> Work instructions
Beginning at the first line of the data, print each line exactly, stopping after the line that contains "colour when misaligned".

> Information

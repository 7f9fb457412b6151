//! Colours and stroke settings for the overlay layers.

use serde::{Deserialize, Serialize};

/// RGB colour
#[derive(Debug, Clone, Copy, PartialEq, Eq, Hash, Serialize, Deserialize)]
pub struct Color {
    pub r: u8,
    pub g: u8,
    pub b: u8,
}

impl Color {
    #[must_use]
    pub const fn rgb(r: u8, g: u8, b: u8) -> Self {
        Self { r, g, b }
    }
}

/// Visual settings for every overlay layer
#[derive(Debug, Clone, PartialEq, Serialize, Deserialize)]
#[serde(default)]
pub struct RenderStyle {
    /// Surface fill behind everything else
    pub background: Color,

    /// Centre guide colour
    pub guide_color: Color,

    /// Centre guide line width
    pub guide_width: f64,

    /// Centre guide dash and gap lengths
    pub guide_dash: [f64; 2],

    /// Text drawn near the top of the centre guide
    pub guide_label: String,

    /// Label font size in pixels
    pub label_size: f64,

    /// Distance from the top edge to the label baseline
    pub label_offset: f64,

    /// Bone colour
    pub bone_color: Color,

    /// Bone line width
    pub bone_width: f64,

    /// Joint dot colour
    pub joint_color: Color,

    /// Joint dot radius
    pub joint_radius: f64,

    /// Spine colour when aligned
    pub aligned_color: Color,

    /// Spine colour when misaligned
    pub misaligned_color: Color,

    /// Spine curve width
    pub spine_width: f64,

    /// Marker radius at each spine point
    pub spine_point_radius: f64,

    /// Marker radius at the nose
    pub nose_radius: f64,
}

impl Default for RenderStyle {
    fn default() -> Self {
        Self {
            background: Color::rgb(26, 26, 46),
            guide_color: Color::rgb(120, 144, 156),
            guide_width: 2.0,
            guide_dash: [10.0, 10.0],
            guide_label: "CENTER".to_string(),
            label_size: 14.0,
            label_offset: 20.0,
            bone_color: Color::rgb(0, 188, 212),
            bone_width: 3.0,
            joint_color: Color::rgb(255, 255, 255),
            joint_radius: 4.0,
            aligned_color: Color::rgb(76, 175, 80),
            misaligned_color: Color::rgb(244, 67, 54),
            spine_width: 5.0,
            spine_point_radius: 5.0,
            nose_radius: 9.0,
        }
    }
}

impl RenderStyle {
    /// Spine colour for the given alignment
    #[must_use]
    pub fn spine_color(&self, is_aligned: bool) -> Color {
        if is_aligned {
            self.aligned_color
        } else {
            self.misaligned_color
        }
    }
}
//! Build script for detecting system dependencies and providing installation guidance.
//!
//! OpenCV is only needed for the windowed overlay, so it is looked up only when
//! the `opencv` feature is enabled.

use std::env;
use std::process::Command;

fn main() {
    println!("cargo:rerun-if-changed=build.rs");

    if env::var_os("CARGO_FEATURE_OPENCV").is_some() {
        check_pkg_config();
        check_opencv();
    }

    // Print detected environment
    println!(
        "cargo:rustc-env=BUILD_TARGET={}",
        env::var("TARGET").unwrap_or_default()
    );
    println!("cargo:rustc-env=BUILD_HOST={}", env::var("HOST").unwrap_or_default());
}

fn check_opencv() {
    println!("cargo:rerun-if-env-changed=PKG_CONFIG_PATH");
    println!("cargo:rerun-if-env-changed=OPENCV_LINK_PATHS");
    println!("cargo:rerun-if-env-changed=OPENCV_INCLUDE_PATHS");

    let found = ["opencv4", "opencv"].iter().find_map(|module| {
        Command::new("pkg-config")
            .args(["--modversion", module])
            .output()
            .ok()
            .filter(|output| output.status.success())
            .map(|output| String::from_utf8_lossy(&output.stdout).trim().to_string())
    });

    match found {
        Some(version) => println!("cargo:warning=Found OpenCV version: {version}"),
        None => {
            println!("cargo:warning=OpenCV not found via pkg-config. The `opencv` feature needs it.");
            println!("cargo:warning=On Ubuntu: sudo apt-get install libopencv-dev");
            println!("cargo:warning=On macOS: brew install opencv");
            println!("cargo:warning=Build without `--features opencv` for headless analysis");
        }
    }
}

fn check_pkg_config() {
    let output = Command::new("pkg-config").arg("--version").output();

    match output {
        Ok(output) if output.status.success() => {}
        _ => {
            println!("cargo:warning=pkg-config not found. This is required to find OpenCV.");
            println!("cargo:warning=On Ubuntu: sudo apt-get install pkg-config");
            println!("cargo:warning=On macOS: brew install pkg-config");
        }
    }
}
//! Error types for the spine alignment library.
//!
//! The analysis core itself never fails: too few joints is a normal
//! undetected frame. Errors only come from the edges (configuration files,
//! recorded frame streams and drawing backends).

use thiserror::Error;

/// Main error type for the library
#[derive(Error, Debug)]
pub enum Error {
    /// `OpenCV` drawing or windowing operation failed
    #[cfg(feature = "opencv")]
    #[error("OpenCV error: {0}")]
    OpenCV(#[from] opencv::Error),

    /// File I/O operation failed
    #[error("IO error: {0}")]
    Io(#[from] std::io::Error),

    /// Invalid input parameters provided
    #[error("Invalid input: {0}")]
    InvalidInput(String),

    /// A frame source produced data that could not be decoded
    #[error("Frame source error: {0}")]
    FrameSource(String),

    /// Configuration error
    #[error("Configuration error: {0}")]
    ConfigError(String),

    /// Generic I/O error with description
    #[error("I/O error: {0}")]
    IoError(String),
}

/// Convenience type alias for Results with our Error type
pub type Result<T> = std::result::Result<T, Error>;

> Result of the exercise
repository 7f9fb457412b6151
//! Colours and stroke settings for the overlay layers.

use serde::{Deserialize, Serialize};

/// RGB colour
#[derive(Debug, Clone, Copy, PartialEq, Eq, Hash, Serialize, Deserialize)]
pub struct Color {
    pub r: u8,
    pub g: u8,
    pub b: u8,
}

impl Color {
    #[must_use]
    pub const fn rgb(r: u8, g: u8, b: u8) -> Self {
        Self { r, g, b }
    }
}

/// Visual settings for every overlay layer
#[derive(Debug, Clone, PartialEq, Serialize, Deserialize)]
#[serde(default)]
pub struct RenderStyle {
    /// Surface fill behind everything else
    pub background: Color,

    /// Centre guide colour
    pub guide_color: Color,

    /// Centre guide line width
    pub guide_width: f64,

    /// Centre guide dash and gap lengths
    pub guide_dash: [f64; 2],

    /// Text drawn near the top of the centre guide
    pub guide_label: String,

    /// Label font size in pixels
    pub label_size: f64,

    /// Distance from the top edge to the label baseline
    pub label_offset: f64,

    /// Bone colour
    pub bone_color: Color,

    /// Bone line width
    pub bone_width: f64,

    /// Joint dot colour
    pub joint_color: Color,

    /// Joint dot radius
    pub joint_radius: f64,

    /// Spine colour when aligned
    pub aligned_color: Color,

    /// Spine colour when misaligned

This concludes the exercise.